====== SOURCE RECORDS ======
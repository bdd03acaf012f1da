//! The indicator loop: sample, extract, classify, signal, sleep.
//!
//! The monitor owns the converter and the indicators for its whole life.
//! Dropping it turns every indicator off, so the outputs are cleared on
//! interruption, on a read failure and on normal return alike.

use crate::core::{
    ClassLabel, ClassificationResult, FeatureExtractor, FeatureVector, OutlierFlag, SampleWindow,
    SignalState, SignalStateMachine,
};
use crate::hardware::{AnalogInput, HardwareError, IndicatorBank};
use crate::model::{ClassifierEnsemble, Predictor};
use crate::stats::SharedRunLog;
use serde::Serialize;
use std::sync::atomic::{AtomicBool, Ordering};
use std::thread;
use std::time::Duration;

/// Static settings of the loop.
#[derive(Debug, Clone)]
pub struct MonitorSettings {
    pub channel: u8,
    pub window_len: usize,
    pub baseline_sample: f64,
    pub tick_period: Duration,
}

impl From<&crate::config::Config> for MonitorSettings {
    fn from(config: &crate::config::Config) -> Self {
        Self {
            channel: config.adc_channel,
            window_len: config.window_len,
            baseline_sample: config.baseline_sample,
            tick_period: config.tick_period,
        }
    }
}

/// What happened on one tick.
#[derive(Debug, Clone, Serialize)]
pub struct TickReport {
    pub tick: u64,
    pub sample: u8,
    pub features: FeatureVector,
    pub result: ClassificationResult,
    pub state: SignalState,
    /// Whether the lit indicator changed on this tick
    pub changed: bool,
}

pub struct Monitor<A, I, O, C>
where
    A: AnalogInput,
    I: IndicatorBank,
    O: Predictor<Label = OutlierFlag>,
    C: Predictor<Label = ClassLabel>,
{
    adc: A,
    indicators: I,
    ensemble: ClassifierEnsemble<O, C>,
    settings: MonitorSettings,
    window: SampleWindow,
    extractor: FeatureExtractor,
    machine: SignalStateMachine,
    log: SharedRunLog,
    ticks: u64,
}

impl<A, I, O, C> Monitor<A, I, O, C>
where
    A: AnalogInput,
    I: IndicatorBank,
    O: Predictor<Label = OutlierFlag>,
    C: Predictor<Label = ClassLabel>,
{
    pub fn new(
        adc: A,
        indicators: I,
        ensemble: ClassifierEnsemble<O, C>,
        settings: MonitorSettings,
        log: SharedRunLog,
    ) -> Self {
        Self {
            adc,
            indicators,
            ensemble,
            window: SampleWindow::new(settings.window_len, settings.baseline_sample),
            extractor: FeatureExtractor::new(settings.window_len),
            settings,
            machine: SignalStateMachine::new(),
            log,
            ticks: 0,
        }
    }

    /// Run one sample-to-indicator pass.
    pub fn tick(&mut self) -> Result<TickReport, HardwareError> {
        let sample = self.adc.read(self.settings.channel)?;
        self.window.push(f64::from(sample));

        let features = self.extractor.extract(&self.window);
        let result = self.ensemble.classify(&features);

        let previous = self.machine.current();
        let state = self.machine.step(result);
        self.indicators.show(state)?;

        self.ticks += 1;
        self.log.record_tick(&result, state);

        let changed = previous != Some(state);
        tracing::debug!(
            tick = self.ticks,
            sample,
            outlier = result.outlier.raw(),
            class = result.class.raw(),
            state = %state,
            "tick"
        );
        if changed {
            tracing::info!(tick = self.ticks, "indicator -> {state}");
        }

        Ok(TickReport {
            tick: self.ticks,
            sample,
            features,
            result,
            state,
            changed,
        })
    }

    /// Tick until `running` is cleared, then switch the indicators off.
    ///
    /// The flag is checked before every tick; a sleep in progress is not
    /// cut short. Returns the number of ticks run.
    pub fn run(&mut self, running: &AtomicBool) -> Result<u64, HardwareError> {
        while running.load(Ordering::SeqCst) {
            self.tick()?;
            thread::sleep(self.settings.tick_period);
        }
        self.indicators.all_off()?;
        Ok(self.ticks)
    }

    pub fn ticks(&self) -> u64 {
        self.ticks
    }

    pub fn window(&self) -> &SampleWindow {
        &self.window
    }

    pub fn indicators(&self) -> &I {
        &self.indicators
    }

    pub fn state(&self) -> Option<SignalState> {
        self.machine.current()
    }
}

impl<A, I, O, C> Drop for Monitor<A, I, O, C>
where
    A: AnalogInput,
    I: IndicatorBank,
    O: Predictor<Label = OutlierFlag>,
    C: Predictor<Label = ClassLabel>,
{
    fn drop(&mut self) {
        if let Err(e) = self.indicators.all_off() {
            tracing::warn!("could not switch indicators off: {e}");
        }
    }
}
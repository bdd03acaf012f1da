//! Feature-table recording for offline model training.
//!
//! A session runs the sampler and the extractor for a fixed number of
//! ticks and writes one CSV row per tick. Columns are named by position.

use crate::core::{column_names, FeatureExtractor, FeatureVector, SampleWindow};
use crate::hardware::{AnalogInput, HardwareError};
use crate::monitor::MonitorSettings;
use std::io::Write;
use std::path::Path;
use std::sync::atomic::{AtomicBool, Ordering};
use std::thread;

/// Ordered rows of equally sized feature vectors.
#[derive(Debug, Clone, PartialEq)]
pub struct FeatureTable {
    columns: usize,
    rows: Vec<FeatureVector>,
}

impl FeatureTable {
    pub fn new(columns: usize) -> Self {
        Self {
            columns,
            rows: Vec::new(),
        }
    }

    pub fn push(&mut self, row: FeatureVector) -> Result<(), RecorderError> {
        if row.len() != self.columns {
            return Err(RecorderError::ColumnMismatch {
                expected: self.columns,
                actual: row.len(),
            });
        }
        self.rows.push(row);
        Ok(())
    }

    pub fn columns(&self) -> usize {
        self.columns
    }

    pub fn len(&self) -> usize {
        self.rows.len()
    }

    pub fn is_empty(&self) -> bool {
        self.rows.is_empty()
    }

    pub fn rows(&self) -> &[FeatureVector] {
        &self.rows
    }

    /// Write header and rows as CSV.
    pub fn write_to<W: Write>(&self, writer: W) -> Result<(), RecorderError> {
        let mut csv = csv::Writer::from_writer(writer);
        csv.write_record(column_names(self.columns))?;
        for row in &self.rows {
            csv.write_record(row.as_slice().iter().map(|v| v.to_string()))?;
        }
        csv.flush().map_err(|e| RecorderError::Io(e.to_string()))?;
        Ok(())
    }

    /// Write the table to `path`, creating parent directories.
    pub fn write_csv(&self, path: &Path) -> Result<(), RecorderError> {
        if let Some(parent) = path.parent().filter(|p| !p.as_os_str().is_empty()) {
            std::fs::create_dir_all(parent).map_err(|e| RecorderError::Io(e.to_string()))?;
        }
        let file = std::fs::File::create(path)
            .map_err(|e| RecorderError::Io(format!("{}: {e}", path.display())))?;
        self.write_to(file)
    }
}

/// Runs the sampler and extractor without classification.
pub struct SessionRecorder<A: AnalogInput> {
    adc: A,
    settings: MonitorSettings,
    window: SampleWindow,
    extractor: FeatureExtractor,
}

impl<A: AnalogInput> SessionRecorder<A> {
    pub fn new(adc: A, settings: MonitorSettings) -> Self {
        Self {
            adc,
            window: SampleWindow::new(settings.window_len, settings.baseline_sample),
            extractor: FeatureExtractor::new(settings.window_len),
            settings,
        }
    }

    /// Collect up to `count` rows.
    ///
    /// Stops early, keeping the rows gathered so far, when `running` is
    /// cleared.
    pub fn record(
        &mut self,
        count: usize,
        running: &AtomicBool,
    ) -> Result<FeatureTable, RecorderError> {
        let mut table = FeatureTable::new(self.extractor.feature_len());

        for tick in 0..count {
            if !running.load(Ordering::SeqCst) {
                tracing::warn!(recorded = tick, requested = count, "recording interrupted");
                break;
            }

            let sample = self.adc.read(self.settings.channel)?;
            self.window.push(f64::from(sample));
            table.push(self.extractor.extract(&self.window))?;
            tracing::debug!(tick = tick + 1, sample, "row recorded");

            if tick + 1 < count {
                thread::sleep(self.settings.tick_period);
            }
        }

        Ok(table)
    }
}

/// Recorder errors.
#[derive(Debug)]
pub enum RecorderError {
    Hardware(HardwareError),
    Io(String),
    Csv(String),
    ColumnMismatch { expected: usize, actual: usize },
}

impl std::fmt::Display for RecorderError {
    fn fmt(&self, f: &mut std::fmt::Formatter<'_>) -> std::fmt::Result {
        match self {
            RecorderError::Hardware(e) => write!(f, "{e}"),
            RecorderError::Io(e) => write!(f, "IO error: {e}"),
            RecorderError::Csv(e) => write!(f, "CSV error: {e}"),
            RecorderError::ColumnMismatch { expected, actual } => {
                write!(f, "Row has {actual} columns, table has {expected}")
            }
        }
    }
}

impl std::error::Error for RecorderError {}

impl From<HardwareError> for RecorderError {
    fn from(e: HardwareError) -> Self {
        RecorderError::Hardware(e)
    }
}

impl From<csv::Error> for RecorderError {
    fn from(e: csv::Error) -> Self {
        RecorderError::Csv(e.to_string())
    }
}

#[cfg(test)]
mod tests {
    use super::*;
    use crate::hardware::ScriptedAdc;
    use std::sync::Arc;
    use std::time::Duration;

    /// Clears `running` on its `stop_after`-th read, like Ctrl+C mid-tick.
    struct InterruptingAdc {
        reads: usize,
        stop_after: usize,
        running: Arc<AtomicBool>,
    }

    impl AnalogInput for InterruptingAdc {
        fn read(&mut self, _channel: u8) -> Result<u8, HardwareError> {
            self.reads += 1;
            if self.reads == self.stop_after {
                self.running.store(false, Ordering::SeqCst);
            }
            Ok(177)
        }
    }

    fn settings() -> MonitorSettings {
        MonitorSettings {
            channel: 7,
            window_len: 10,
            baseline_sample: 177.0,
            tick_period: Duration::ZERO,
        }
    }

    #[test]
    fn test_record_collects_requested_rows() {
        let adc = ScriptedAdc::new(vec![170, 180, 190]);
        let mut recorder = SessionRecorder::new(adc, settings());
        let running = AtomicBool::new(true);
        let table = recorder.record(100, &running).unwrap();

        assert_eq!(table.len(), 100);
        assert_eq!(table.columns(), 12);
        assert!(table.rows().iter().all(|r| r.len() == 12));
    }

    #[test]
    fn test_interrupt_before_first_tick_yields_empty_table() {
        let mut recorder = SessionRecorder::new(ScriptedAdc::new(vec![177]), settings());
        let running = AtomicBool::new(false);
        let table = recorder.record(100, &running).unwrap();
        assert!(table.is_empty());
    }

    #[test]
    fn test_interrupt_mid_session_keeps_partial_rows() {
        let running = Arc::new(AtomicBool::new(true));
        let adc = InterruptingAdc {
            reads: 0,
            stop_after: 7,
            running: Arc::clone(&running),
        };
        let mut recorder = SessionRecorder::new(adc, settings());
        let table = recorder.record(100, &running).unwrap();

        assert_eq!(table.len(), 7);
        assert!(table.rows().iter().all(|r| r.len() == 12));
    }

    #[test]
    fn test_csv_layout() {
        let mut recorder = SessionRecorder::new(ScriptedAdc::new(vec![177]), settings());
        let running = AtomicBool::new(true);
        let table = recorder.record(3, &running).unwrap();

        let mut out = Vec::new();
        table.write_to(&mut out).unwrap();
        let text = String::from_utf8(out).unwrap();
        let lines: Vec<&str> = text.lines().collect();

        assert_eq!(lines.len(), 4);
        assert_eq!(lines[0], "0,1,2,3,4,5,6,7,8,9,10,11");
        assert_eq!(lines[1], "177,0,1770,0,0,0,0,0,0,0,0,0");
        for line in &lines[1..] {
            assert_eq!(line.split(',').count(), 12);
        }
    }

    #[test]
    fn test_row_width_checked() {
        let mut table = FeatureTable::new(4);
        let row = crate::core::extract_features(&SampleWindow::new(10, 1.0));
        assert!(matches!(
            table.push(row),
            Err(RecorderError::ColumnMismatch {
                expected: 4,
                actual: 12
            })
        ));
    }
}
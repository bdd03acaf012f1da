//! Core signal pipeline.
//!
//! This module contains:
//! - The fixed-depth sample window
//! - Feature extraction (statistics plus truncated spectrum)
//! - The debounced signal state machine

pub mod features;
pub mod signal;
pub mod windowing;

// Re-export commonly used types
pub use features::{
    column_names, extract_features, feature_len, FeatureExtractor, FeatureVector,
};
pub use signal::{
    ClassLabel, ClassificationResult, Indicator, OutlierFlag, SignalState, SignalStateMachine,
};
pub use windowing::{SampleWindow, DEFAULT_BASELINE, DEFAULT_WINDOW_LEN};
======
#### WORK REQUIRED
All lines with the word "count" must be located in the data and copied.

#### THE COMPLETED TASK
    /// Collect up to `count` rows.
        count: usize,
        for tick in 0..count {
                tracing::warn!(recorded = tick, requested = count, "recording interrupted");
            if tick + 1 < count {
            assert_eq!(line.split(',').count(), 12);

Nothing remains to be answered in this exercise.